# Work to complete
The required output is every line from the beginning of the entries below through the line that includes "use serde::Deserialize;", copied exactly.

────────

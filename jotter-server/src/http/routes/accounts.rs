//! Landing page, registration, login, and logout (multi-user mode)

use std::sync::Arc;

use axum::{
    extract::{Query, State},
    http::StatusCode,
    response::{Html, IntoResponse, Redirect, Response},
    routing::get,
    Form, Router,
};
use serde::Deserialize;
use tower_sessions::Session;

use super::{nav_for, page_context};
use crate::auth::{self, AuthError, FlashLevel};
use crate::db::DbError;
use crate::http::error::WebError;
use crate::http::extractors::MaybeUser;
use crate::http::server::AppState;
use crate::models::{FormErrors, LoginForm, RegisterForm};
use crate::views::{self, LoginDraft, Nav};

const BAD_CREDENTIALS: &str = "Invalid username or password";
const USERNAME_TAKEN: &str = "That username is already taken";

/// `?next=` on the login form
#[derive(Debug, Default, Deserialize)]
pub struct NextParam {
    pub next: Option<String>,
}

/// GET / - landing page
async fn landing(
    State(state): State<Arc<AppState>>,
    MaybeUser(user): MaybeUser,
    session: Session,
) -> Result<Html<String>, WebError> {
    let context = page_context(&session, nav_for(state.mode, user.as_ref())).await?;
    Ok(Html(views::landing_page(context)))
}

/// GET /register
async fn register_form(
    MaybeUser(user): MaybeUser,
    session: Session,
) -> Result<Response, WebError> {
    if user.is_some() {
        return Ok(Redirect::to("/home").into_response());
    }

    let context = page_context(&session, Nav::Anonymous).await?;
    Ok(Html(views::register_page(context, "", &FormErrors::new())).into_response())
}

/// POST /register - create the account and sign it in
async fn register(
    State(state): State<Arc<AppState>>,
    MaybeUser(current): MaybeUser,
    session: Session,
    Form(form): Form<RegisterForm>,
) -> Result<Response, WebError> {
    if current.is_some() {
        return Ok(Redirect::to("/home").into_response());
    }

    let username = form.username.trim();
    let registration = match form.validate() {
        Ok(registration) => registration,
        Err(errors) => {
            return register_rejected(&session, username, StatusCode::UNPROCESSABLE_ENTITY, errors)
                .await
        }
    };

    let user = match auth::create_account(&state.pool, &registration).await {
        Ok(user) => user,
        Err(AuthError::Database(DbError::Conflict { .. })) => {
            let errors = FormErrors::single("username", USERNAME_TAKEN);
            return register_rejected(&session, username, StatusCode::CONFLICT, errors).await;
        }
        Err(e) => return Err(e.into()),
    };

    auth::login(&session, user.id, None).await?;
    auth::flash(
        &session,
        FlashLevel::Success,
        format!("Welcome, {}!", user.username),
    )
    .await?;
    Ok(Redirect::to("/home").into_response())
}

/// Registration form again, with what went wrong.
async fn register_rejected(
    session: &Session,
    username: &str,
    status: StatusCode,
    errors: FormErrors,
) -> Result<Response, WebError> {
    let context = page_context(session, Nav::Anonymous).await?;
    let page = views::register_page(context, username, &errors);
    Ok((status, Html(page)).into_response())
}

/// GET /login
async fn login_form(
    MaybeUser(user): MaybeUser,
    session: Session,
    Query(params): Query<NextParam>,
) -> Result<Response, WebError> {
    let next = auth::safe_next(params.next.as_deref()).map(str::to_owned);
    if user.is_some() {
        return Ok(Redirect::to(next.as_deref().unwrap_or("/home")).into_response());
    }

    let draft = LoginDraft {
        next,
        ..LoginDraft::default()
    };
    let context = page_context(&session, Nav::Anonymous).await?;
    Ok(Html(views::login_page(context, &draft, &FormErrors::new())).into_response())
}

/// POST /login
async fn login(
    State(state): State<Arc<AppState>>,
    MaybeUser(current): MaybeUser,
    session: Session,
    Form(form): Form<LoginForm>,
) -> Result<Response, WebError> {
    if current.is_some() {
        let target = auth::safe_next(form.next.as_deref()).unwrap_or("/home");
        return Ok(Redirect::to(target).into_response());
    }

    let draft = LoginDraft {
        username: form.username.trim().to_owned(),
        remember: form.remember.is_some(),
        next: auth::safe_next(form.next.as_deref()).map(str::to_owned),
    };
    let credentials = match form.validate() {
        Ok(credentials) => credentials,
        Err(errors) => {
            return login_rejected(&session, &draft, StatusCode::UNPROCESSABLE_ENTITY, errors).await
        }
    };

    let Some(user) =
        auth::authenticate(&state.pool, &credentials.username, &credentials.password).await?
    else {
        tracing::warn!(username = %credentials.username, "login rejected");
        let errors = FormErrors::single("credentials", BAD_CREDENTIALS);
        return login_rejected(&session, &draft, StatusCode::UNAUTHORIZED, errors).await;
    };

    let remember_for = credentials.remember.then_some(state.remember_for);
    auth::login(&session, user.id, remember_for).await?;
    tracing::info!(user_id = user.id, remember = credentials.remember, "user logged in");

    let target = auth::safe_next(form.next.as_deref()).unwrap_or("/home");
    Ok(Redirect::to(target).into_response())
}

async fn login_rejected(
    session: &Session,
    draft: &LoginDraft,
    status: StatusCode,
    errors: FormErrors,
) -> Result<Response, WebError> {
    let context = page_context(session, Nav::Anonymous).await?;
    let page = views::login_page(context, draft, &errors);
    Ok((status, Html(page)).into_response())
}

/// GET /logout
async fn logout(MaybeUser(user): MaybeUser, session: Session) -> Result<Redirect, WebError> {
    auth::logout(&session).await?;
    if let Some(user) = user {
        tracing::info!(user_id = user.id, "user logged out");
    }
    Ok(Redirect::to("/"))
}

/// Account routes
pub fn router() -> Router<Arc<AppState>> {
    Router::new()
        .route("/", get(landing))
        .route("/register", get(register_form).post(register))
        .route("/login", get(login_form).post(login))
        .route("/logout", get(logout))
}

────────

# Finished task
filename jotter-server/src/http/routes/accounts.rs
//! Landing page, registration, login, and logout (multi-user mode)

use std::sync::Arc;

use axum::{
    extract::{Query, State},
    http::StatusCode,
    response::{Html, IntoResponse, Redirect, Response},
    routing::get,
    Form, Router,
};
use serde::Deserialize;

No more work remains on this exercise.